## [ACTION ITEM]
Out of the lines below, please list those that hold the string "None".

## [Collected data entries]
.....

//! Keyed session state store.
//!
//! `get` never fails: unknown ids get a default state. Every named operation
//! applies one mutation under the lock, persists it synchronously, then
//! notifies observers before returning. A persistence failure switches the
//! store to in-memory operation for the rest of its lifetime; it is reported
//! once and never retried.

use std::collections::HashMap;
use std::sync::Arc;
use std::sync::atomic::{AtomicBool, Ordering};

use chrono::{DateTime, Utc};
use parking_lot::{Mutex, RwLock};
use tracing::{debug, warn};

use super::events::SessionEvent;
use super::persistence::StatePersistence;
use super::types::{
    DecisionRecord, DispatchOutcome, FailureReason, Mode, Phase, ProfileOverride, SessionState,
    TargetCategory,
};
use crate::clock::SharedClock;
use crate::health::ModelHealthRecord;

#[derive(Debug, Clone)]
pub struct StateChange {
    pub session_id: String,
    pub state: SessionState,
    pub reason: String,
}

pub trait StateObserver: Send + Sync {
    fn on_state_change(&self, change: &StateChange);
}

impl<F> StateObserver for F
where
    F: Fn(&StateChange) + Send + Sync,
{
    fn on_state_change(&self, change: &StateChange) {
        self(change)
    }
}

pub struct SessionStateStore {
    states: Mutex<HashMap<String, SessionState>>,
    persistence: Option<Box<dyn StatePersistence>>,
    durable: AtomicBool,
    observers: RwLock<Vec<Arc<dyn StateObserver>>>,
    failover_threshold: u32,
    clock: SharedClock,
}

impl SessionStateStore {
    pub fn in_memory(failover_threshold: u32, clock: SharedClock) -> Self {
        Self {
            states: Mutex::new(HashMap::new()),
            persistence: None,
            durable: AtomicBool::new(false),
            observers: RwLock::new(Vec::new()),
            failover_threshold: failover_threshold.max(1),
            clock,
        }
    }

    pub fn with_persistence(
        persistence: Box<dyn StatePersistence>,
        failover_threshold: u32,
        clock: SharedClock,
    ) -> Self {
        Self {
            persistence: Some(persistence),
            durable: AtomicBool::new(true),
            ..Self::in_memory(failover_threshold, clock)
        }
    }

    pub fn subscribe(&self, observer: Arc<dyn StateObserver>) {
        self.observers.write().push(observer);
    }

    /// False once persistence has failed (or was never configured).
    pub fn is_durable(&self) -> bool {
        self.durable.load(Ordering::Acquire)
    }

    pub fn failover_threshold(&self) -> u32 {
        self.failover_threshold
    }

    pub fn get(&self, session_id: &str) -> SessionState {
        let mut states = self.states.lock();
        self.entry(&mut states, session_id).clone()
    }

    pub fn session_ids(&self) -> Vec<String> {
        let mut ids: Vec<String> = self.states.lock().keys().cloned().collect();
        ids.sort();
        ids
    }

    pub fn set_mode(&self, session_id: &str, mode: Mode) -> SessionState {
        self.update(session_id, "set_mode", |state, _| state.mode = mode)
    }

    pub fn set_phase(&self, session_id: &str, phase: Phase) -> SessionState {
        self.update(session_id, "set_phase", |state, _| state.phase = phase)
    }

    pub fn set_target(&self, session_id: &str, target: TargetCategory) -> SessionState {
        self.update(session_id, "set_target", |state, _| state.target = target)
    }

    pub fn record_failure(
        &self,
        session_id: &str,
        reason: FailureReason,
        summary: &str,
    ) -> SessionState {
        self.update(session_id, "record_failure", |state, now| {
            state.record_failure(reason, summary, now)
        })
    }

    pub fn set_candidate(&self, session_id: &str, candidate: &str) -> SessionState {
        self.update(session_id, "set_candidate", |state, _| {
            state.latest_candidate = Some(candidate.to_string());
            state.candidate_pending_verification = true;
            state.verified = false;
        })
    }

    pub fn clear_candidate(&self, session_id: &str) -> SessionState {
        self.update(session_id, "clear_candidate", |state, _| {
            state.latest_candidate = None;
            state.candidate_pending_verification = false;
        })
    }

    pub fn mark_model_unhealthy(&self, session_id: &str, model: &str, reason: &str) -> SessionState {
        self.update(session_id, "mark_model_unhealthy", |state, now| {
            state.model_health.insert(
                model.to_string(),
                ModelHealthRecord {
                    unhealthy_since: now,
                    reason: reason.to_string(),
                },
            );
        })
    }

    pub fn clear_model_unhealthy(&self, session_id: &str, model: &str) -> SessionState {
        self.update(session_id, "clear_model_unhealthy", |state, _| {
            state.model_health.remove(model);
        })
    }

    /// Record a dispatch result for a worker kind. The returned state has
    /// `pending_failover` set once the kind reaches the failover threshold.
    pub fn record_dispatch_outcome(
        &self,
        session_id: &str,
        worker_kind: &str,
        outcome: DispatchOutcome,
    ) -> SessionState {
        self.record_dispatch_outcome_checked(session_id, worker_kind, outcome)
            .0
    }

    /// Like [`record_dispatch_outcome`](Self::record_dispatch_outcome), also
    /// reporting whether this call triggered failover.
    pub fn record_dispatch_outcome_checked(
        &self,
        session_id: &str,
        worker_kind: &str,
        outcome: DispatchOutcome,
    ) -> (SessionState, bool) {
        let threshold = self.failover_threshold;
        let (state, triggered) =
            self.mutate(session_id, "record_dispatch_outcome", |state, now| {
                state.record_dispatch_outcome(worker_kind, outcome, threshold, now)
            });
        if triggered {
            warn!(
                session_id,
                worker_kind,
                consecutive_failures = threshold,
                "Dispatch failure threshold reached, failover pending"
            );
        }
        (state, triggered)
    }

    pub fn set_profile_override(
        &self,
        session_id: &str,
        worker_kind: &str,
        model: &str,
        variant: &str,
    ) -> SessionState {
        self.update(session_id, "set_profile_override", |state, _| {
            state.profile_overrides.insert(
                worker_kind.to_string(),
                ProfileOverride {
                    model: model.to_string(),
                    variant: variant.to_string(),
                },
            );
        })
    }

    pub fn clear_profile_override(&self, session_id: &str, worker_kind: &str) -> SessionState {
        self.update(session_id, "clear_profile_override", |state, _| {
            state.profile_overrides.remove(worker_kind);
        })
    }

    pub fn record_oracle_progress(
        &self,
        session_id: &str,
        passed: u32,
        failed: u32,
        total: u32,
    ) -> SessionState {
        self.update(session_id, "record_oracle_progress", |state, _| {
            state.oracle_progress.passed = passed;
            state.oracle_progress.failed = failed;
            state.oracle_progress.total = total.max(passed.saturating_add(failed));
        })
    }

    pub fn set_last_decision(&self, session_id: &str, decision: DecisionRecord) -> SessionState {
        self.update(session_id, "set_last_decision", |state, _| {
            state.last_decision = Some(decision)
        })
    }

    pub fn reset_loop_counters(&self, session_id: &str) -> SessionState {
        self.update(session_id, "reset_loop_counters", |state, _| {
            state.reset_loop_counters()
        })
    }

    pub fn apply_event(&self, session_id: &str, event: SessionEvent) -> SessionState {
        let reason = format!("event:{}", event);
        self.update(session_id, &reason, |state, now| {
            state.apply_event(event, now)
        })
    }

    fn update<F>(&self, session_id: &str, reason: &str, f: F) -> SessionState
    where
        F: FnOnce(&mut SessionState, DateTime<Utc>),
    {
        self.mutate(session_id, reason, f).0
    }

    fn mutate<F, R>(&self, session_id: &str, reason: &str, f: F) -> (SessionState, R)
    where
        F: FnOnce(&mut SessionState, DateTime<Utc>) -> R,
    {
        let now = self.clock.now();
        let (snapshot, out) = {
            let mut states = self.states.lock();
            let state = self.entry(&mut states, session_id);
            let out = f(state, now);
            state.updated_at = Some(now);
            let snapshot = state.clone();
            self.persist(session_id, &snapshot);
            (snapshot, out)
        };

        debug!(session_id, reason, "Session state updated");
        self.notify(StateChange {
            session_id: session_id.to_string(),
            state: snapshot.clone(),
            reason: reason.to_string(),
        });
        (snapshot, out)
    }

    fn entry<'a>(
        &self,
        states: &'a mut HashMap<String, SessionState>,
        session_id: &str,
    ) -> &'a mut SessionState {
        states
            .entry(session_id.to_string())
            .or_insert_with(|| self.restore(session_id).unwrap_or_default())
    }

    fn restore(&self, session_id: &str) -> Option<SessionState> {
        if !self.is_durable() {
            return None;
        }
        let persistence = self.persistence.as_ref()?;
        match persistence.load(session_id) {
            Ok(state) => state,
            Err(e) => {
                warn!(session_id, error = %e, "Failed to restore session state, using defaults");
                None
            }
        }
    }

    fn persist(&self, session_id: &str, state: &SessionState) {
        if !self.is_durable() {
            return;
        }
        let Some(persistence) = self.persistence.as_ref() else {
            return;
        };
        if let Err(e) = persistence.save(session_id, state)
            && self.durable.swap(false, Ordering::AcqRel)
        {
            warn!(
                session_id,
                error = %e,
                "Session state persistence failed, continuing in memory only"
            );
        }
    }

    fn notify(&self, change: StateChange) {
        let observers = self.observers.read().clone();
        for observer in observers {
            observer.on_state_change(&change);
        }
    }
}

.....

## [REPLY]
            persistence: None,
            state.latest_candidate = None;
            return None;
                None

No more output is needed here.